Breakfast: Vegan pancakes - there are a LOT of recipes for these on the web and in every vegan cookbook out there. Some are great. Some are awful. Seriously give-them-to-the-dog awful. I’ve tried a lot of recipes and was happy with one until somebody came up with the perfect lazy Saturday morning version. I could kiss her for this: they’re the “easy weekend pancakes” from www.veganyumyum.com. OMG. Literally, put all the ingredients in a blender, mix, and pour. No messy bowls. Just the blender to clean. *squeals*
I will say that I double the recipe. My husband can put these away in a hurry, and we usually have 2 left to give to the dogs, who really love pancakes for some reason (maybe because a lot of the rotten recipes became their breakfast). Link: http://veganyumyum.com/2008/02/easy-weekend-pancakes/
Dinner: I recently tried this recipe from another great food blog. I can’t remember if Alison is vegan or not - I don’t remember ever having to come up with a substitute for an egg and I’ve not found a meat in her blog anywhere. When I made this particular dish, my neighbor had to ask me what on earth I had made for dinner last night, because it had smelled SO GOOD. And it was very, very good.

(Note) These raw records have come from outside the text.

//! Per-frame pad state: buttons, sticks, touch points, motion.

use serde::{Deserialize, Serialize};

/// Named digital buttons, DualShock nomenclature.
///
/// The d-pad directions live here too: the wire format treats them as part
/// of the same bitmaps, and producers report them as plain booleans.
#[derive(Debug, Clone, Copy, Default, PartialEq, Eq, Serialize, Deserialize)]
pub struct Buttons {
    pub cross: bool,
    pub circle: bool,
    pub square: bool,
    pub triangle: bool,
    pub l1: bool,
    pub r1: bool,
    pub l2: bool,
    pub r2: bool,
    pub l3: bool,
    pub r3: bool,
    pub options: bool,
    pub share: bool,
    pub ps: bool,
    pub touch: bool,
    pub dpad_up: bool,
    pub dpad_down: bool,
    pub dpad_left: bool,
    pub dpad_right: bool,
}

/// An analog stick position. `0x80` is center on both axes.
#[derive(Debug, Clone, Copy, PartialEq, Eq, Serialize, Deserialize)]
pub struct StickPosition {
    pub x: u8,
    pub y: u8,
}

impl StickPosition {
    pub const CENTER: StickPosition = StickPosition { x: 0x80, y: 0x80 };
}

impl Default for StickPosition {
    fn default() -> Self {
        Self::CENTER
    }
}

/// One trackpad contact.
#[derive(Debug, Clone, Copy, Default, PartialEq, Eq, Serialize, Deserialize)]
pub struct TouchPoint {
    pub is_active: bool,
    /// Contact id, stable for the lifetime of one touch.
    pub id: u8,
    pub x: u16,
    pub y: u16,
}

/// A three-axis sensor sample.
#[derive(Debug, Clone, Copy, Default, PartialEq, Serialize, Deserialize)]
pub struct MotionVector {
    pub x: f32,
    pub y: f32,
    pub z: f32,
}

impl MotionVector {
    pub fn new(x: f32, y: f32, z: f32) -> Self {
        Self { x, y, z }
    }
}

/// The per-frame dynamic portion of a pad's state, as emitted by producers.
///
/// `packet_counter` must increase monotonically per source; the DSU consumer
/// uses it to discard reordered datagrams. `motion_timestamp_us` is a
/// free-running microsecond counter, not wall-clock time.
#[derive(Debug, Clone, Copy, Default, PartialEq, Serialize, Deserialize)]
pub struct NormalizedReport {
    pub packet_counter: u32,
    pub buttons: Buttons,
    pub left_stick: StickPosition,
    pub right_stick: StickPosition,
    /// Analog travel of the left trigger, 0 released .. 255 fully pressed.
    pub l2_analog: u8,
    /// Analog travel of the right trigger.
    pub r2_analog: u8,
    pub touch_first: TouchPoint,
    pub touch_second: TouchPoint,
    pub motion_timestamp_us: u64,
    /// Linear acceleration in g.
    pub accelerometer: MotionVector,
    /// Angular velocity in deg/s.
    pub gyroscope: MotionVector,
}

#[cfg(test)]
mod tests {
    use super::*;

    #[test]
    fn default_report_is_neutral() {
        let report = NormalizedReport::default();
        assert_eq!(report.left_stick, StickPosition::CENTER);
        assert_eq!(report.right_stick, StickPosition::CENTER);
        assert_eq!(report.l2_analog, 0);
        assert!(!report.buttons.cross);
        assert!(!report.touch_first.is_active);
    }
}
//! padbridge - Cemuhook DSU bridge CLI
//!
//! `padbridge serve` runs the DSU server, optionally with synthetic pads so
//! a consumer can be tested without hardware. `padbridge probe` performs a
//! version handshake against a running DSU server.

#![deny(static_mut_refs)]
#![deny(unused_must_use)]
#![deny(clippy::unwrap_used)]

use std::net::IpAddr;
use std::sync::Arc;
use std::time::Duration;

use anyhow::{Context, Result};
use clap::{Parser, Subcommand};
use padbridge_dsu_protocol as dsu;
use padbridge_server::{DsuServer, ServerConfig, SyntheticSource};
use tokio::net::UdpSocket;
use tracing::{info, warn};
use tracing_subscriber::{layer::SubscriberExt, util::SubscriberInitExt};

#[derive(Parser)]
#[command(name = "padbridge")]
#[command(about = "Bridge motion-sensing gamepads to Cemuhook DSU clients")]
#[command(version)]
struct Cli {
    /// Verbose logging
    #[arg(short, long, global = true, action = clap::ArgAction::Count)]
    verbose: u8,

    #[command(subcommand)]
    command: Commands,
}

#[derive(Subcommand)]
enum Commands {
    /// Run the DSU server
    Serve {
        /// UDP port to listen on
        #[arg(long, env = "PADBRIDGE_UDP_PORT")]
        port: Option<u16>,

        /// Address to bind
        #[arg(long, env = "PADBRIDGE_BIND_ADDRESS")]
        bind: Option<IpAddr>,

        /// Client subscription timeout in milliseconds
        #[arg(long, env = "PADBRIDGE_CLIENT_TIMEOUT_MS")]
        client_timeout_ms: Option<u64>,

        /// Mount this many synthetic demo pads (0-4)
        #[arg(long, default_value_t = 0, value_parser = clap::value_parser!(u8).range(0..=4))]
        synthetic_pads: u8,
    },

    /// Send a version request to a DSU server and print the reply
    Probe {
        /// Server endpoint
        #[arg(default_value = "127.0.0.1:26760")]
        endpoint: String,

        /// How long to wait for the reply, in milliseconds
        #[arg(long, default_value_t = 1000)]
        timeout_ms: u64,
    },
}

#[tokio::main]
async fn main() -> Result<()> {
    let cli = Cli::parse();

    let log_level = match cli.verbose {
        0 => "info",
        1 => "debug",
        _ => "trace",
    };
    tracing_subscriber::registry()
        .with(
            tracing_subscriber::EnvFilter::try_from_default_env()
                .unwrap_or_else(|_| format!("padbridge={log_level}").into()),
        )
        .with(tracing_subscriber::fmt::layer().with_target(false))
        .init();

    match cli.command {
        Commands::Serve {
            port,
            bind,
            client_timeout_ms,
            synthetic_pads,
        } => serve(port, bind, client_timeout_ms, synthetic_pads).await,
        Commands::Probe {
            endpoint,
            timeout_ms,
        } => probe(&endpoint, timeout_ms).await,
    }
}

async fn serve(
    port: Option<u16>,
    bind: Option<IpAddr>,
    client_timeout_ms: Option<u64>,
    synthetic_pads: u8,
) -> Result<()> {
    let mut config = ServerConfig::from_env();
    if let Some(port) = port {
        config = config.with_port(port);
    }
    if let Some(bind) = bind {
        config = config.with_bind_address(bind);
    }
    if let Some(ms) = client_timeout_ms {
        config = config.with_client_timeout(Duration::from_millis(ms));
    }

    let mut server = DsuServer::new(config);

    let mut errors = server
        .take_error_stream()
        .context("error stream already taken")?;
    let _error_logger = tokio::spawn(async move {
        while let Some(error) = errors.recv().await {
            warn!(%error, "server error");
        }
    });

    for index in 0..synthetic_pads {
        let mounted = server
            .add_source(Arc::new(SyntheticSource::new(index)))
            .await?;
        if !mounted {
            warn!(index, "no free slot for synthetic pad");
        }
    }

    let local_addr = server.start().await?;
    let server_id = format!("{:#010x}", server.server_id());
    info!(%local_addr, %server_id, "padbridge serving");
    if synthetic_pads > 0 {
        info!(synthetic_pads, "synthetic demo pads mounted");
    }

    tokio::signal::ctrl_c()
        .await
        .context("waiting for shutdown signal")?;
    info!("shutting down");
    server.remove_all_sources().await?;
    server.stop().await?;
    Ok(())
}

async fn probe(endpoint: &str, timeout_ms: u64) -> Result<()> {
    let socket = UdpSocket::bind("0.0.0.0:0").await.context("bind probe socket")?;
    let client_id: u32 = rand::random();

    socket
        .send_to(&dsu::version_request(client_id), endpoint)
        .await
        .with_context(|| format!("send version request to {endpoint}"))?;

    let mut buf = [0u8; 256];
    let (len, from) = tokio::time::timeout(
        Duration::from_millis(timeout_ms),
        socket.recv_from(&mut buf),
    )
    .await
    .with_context(|| format!("no reply from {endpoint} within {timeout_ms} ms"))?
    .context("receive reply")?;

    match dsu::parse_response(&buf[..len])? {
        dsu::Response::Version { max_version } => {
            println!("{from}: DSU server, protocol version {max_version}");
        }
        other => {
            println!("{from}: unexpected reply {other:?}");
        }
    }
    Ok(())
}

Wine Braised Lentils are meant to be served with mashed potatoes - and Alison includes a recipe for some potatoes that sound fabulous but require something I’ve not found in my tiny store and will just have to grow for myself sometime: parsley root. If you find it, will you send me some?
Link to recipe:
http://www.alisonslunch.com/index.php/site/comments/wine_braised_lentils_with_parsley_root_potato_puree/
Posted on 2009 under Eating Well, Recipes |
8
Jan
I forgot to mention that the minestrone soup recipe makes a LOT of soup - I’ll be freezing half of it but it makes so much we could still take that half and eat it for lunch and dinner the next two nights.
Breakfast: blueberry muffins - this is super easy to change out to a vegan recipe. You can replace eggs with a banana (the conversion is a half a banana per egg), use soymilk to replace milk and the vegan “butter.” The result is banana-blueberry muffins but totally yummy.
Lunch: spinach salad with fresh sprouts and shredded carrot: if you’ve never grown sprouts, you should totally try it. These are high in so many nutrients and are so good for you - plus they are SUPER EASY to grow. All you need is a Mason jar and some cheesecloth under the band (no lid). I used a tablespoon of alfalfa seeds - soak them overnight in about an inch of water in the jar. In the morning, dump out the water and set the jar on it’s side in a dark place (I use my kitchen cabinet), with the seeds spread out as much as possible along the side of the jar. You’ll want to rinse them off a few times every day for the next three to four days. Once the sprouts are the size you like, set the jar (on it’s side still) in a sunnier place to green them up. You can refridgerate them from there and they’ll keep for a few days.
Dinner: I’m calling it leftover night. Tomorrow night I’ll make vegan chili and cornbread - since it will be pretty cold on Friday!
Posted on 2009 under Eating Well, Recipes |
7
Jan
Today I felt a little lazy. Maybe it was all the rain but I didn’t do a whole lot of cooking today.
Breakfast: Fruit Smoothie: 2 bananas, handful of blueberries, one apple, 8 ice cubes, soymilk to right consistency, toss all in blender until smooth.
Lunch: leftover Tomato Rice and Eggplant mixture
Dinner: Asti-style Minestrone (from Pasta & More, Time-Life Books)
1.5 cups red kidney beans; 1/2 small savoy cabbage; 2 medium potatoes, 2 carrots, diced; 2 celery stalks, sliced; 1 cup rice; 1 clove garlic, minced; 2 tbs parsley, minced; salt & pepper to taste; 4 tbs grated parmesan “cheese” (otional)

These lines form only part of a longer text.